Where does the word "linear" occur in the data below? Copy each line that holds it.

(Provided material Opens)

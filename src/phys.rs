//! Byte-level access to physical memory.

/// Physical memory as seen by the shim.
///
/// Implementations must not cache: every read goes to the bus, so writes that
/// the hardware silently drops (write-protected shadow RAM) read back as the
/// old value.
pub trait PhysMemory {
    fn read_u8(&self, addr: u64) -> u8;
    fn write_u8(&mut self, addr: u64, value: u8);

    fn read_u16(&self, addr: u64) -> u16 {
        u16::from_le_bytes([self.read_u8(addr), self.read_u8(addr + 1)])
    }

    fn write_u16(&mut self, addr: u64, value: u16) {
        let [lo, hi] = value.to_le_bytes();
        self.write_u8(addr, lo);
        self.write_u8(addr + 1, hi);
    }

    fn read_bytes(&self, addr: u64, buf: &mut [u8]) {
        for (i, b) in buf.iter_mut().enumerate() {
            *b = self.read_u8(addr + i as u64);
        }
    }

    fn write_bytes(&mut self, addr: u64, data: &[u8]) {
        for (i, &b) in data.iter().enumerate() {
            self.write_u8(addr + i as u64, b);
        }
    }

    fn fill(&mut self, addr: u64, len: u64, value: u8) {
        for i in 0..len {
            self.write_u8(addr + i, value);
        }
    }
}

/// Real-mode `segment:offset` pointer.
#[derive(Debug, Copy, Clone, Eq, PartialEq, Default)]
pub struct FarPtr {
    pub segment: u16,
    pub offset: u16,
}

impl FarPtr {
    pub const fn new(segment: u16, offset: u16) -> Self {
        Self { segment, offset }
    }

    /// `segment` is `base >> 4`, `offset` is whatever is left to reach `linear`.
    ///
    /// `base` must lie in the first MiB and `linear - (base & !0xF)` must fit
    /// in 16 bits.
    pub const fn within(base: u64, linear: u64) -> Self {
        let segment = (base >> 4) as u16;
        Self {
            segment,
            offset: (linear - ((segment as u64) << 4)) as u16,
        }
    }

    #[inline]
    pub const fn linear(&self) -> u64 {
        ((self.segment as u64) << 4) + self.offset as u64
    }

    /// Memory layout of a far pointer: offset in the low word, segment in the high word.
    #[inline]
    pub const fn packed(&self) -> u32 {
        (self.segment as u32) << 16 | self.offset as u32
    }

    #[inline]
    pub const fn from_packed(raw: u32) -> Self {
        Self {
            segment: (raw >> 16) as u16,
            offset: raw as u16,
        }
    }
}

impl core::fmt::Display for FarPtr {
    fn fmt(&self, f: &mut core::fmt::Formatter<'_>) -> core::fmt::Result {
        write!(f, "{:04x}:{:04x}", self.segment, self.offset)
    }
}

(Provided material Closes)

## Completed exercise
    /// `segment` is `base >> 4`, `offset` is whatever is left to reach `linear`.
    /// `base` must lie in the first MiB and `linear - (base & !0xF)` must fit
    pub const fn within(base: u64, linear: u64) -> Self {
            offset: (linear - ((segment as u64) << 4)) as u16,
    pub const fn linear(&self) -> u64 {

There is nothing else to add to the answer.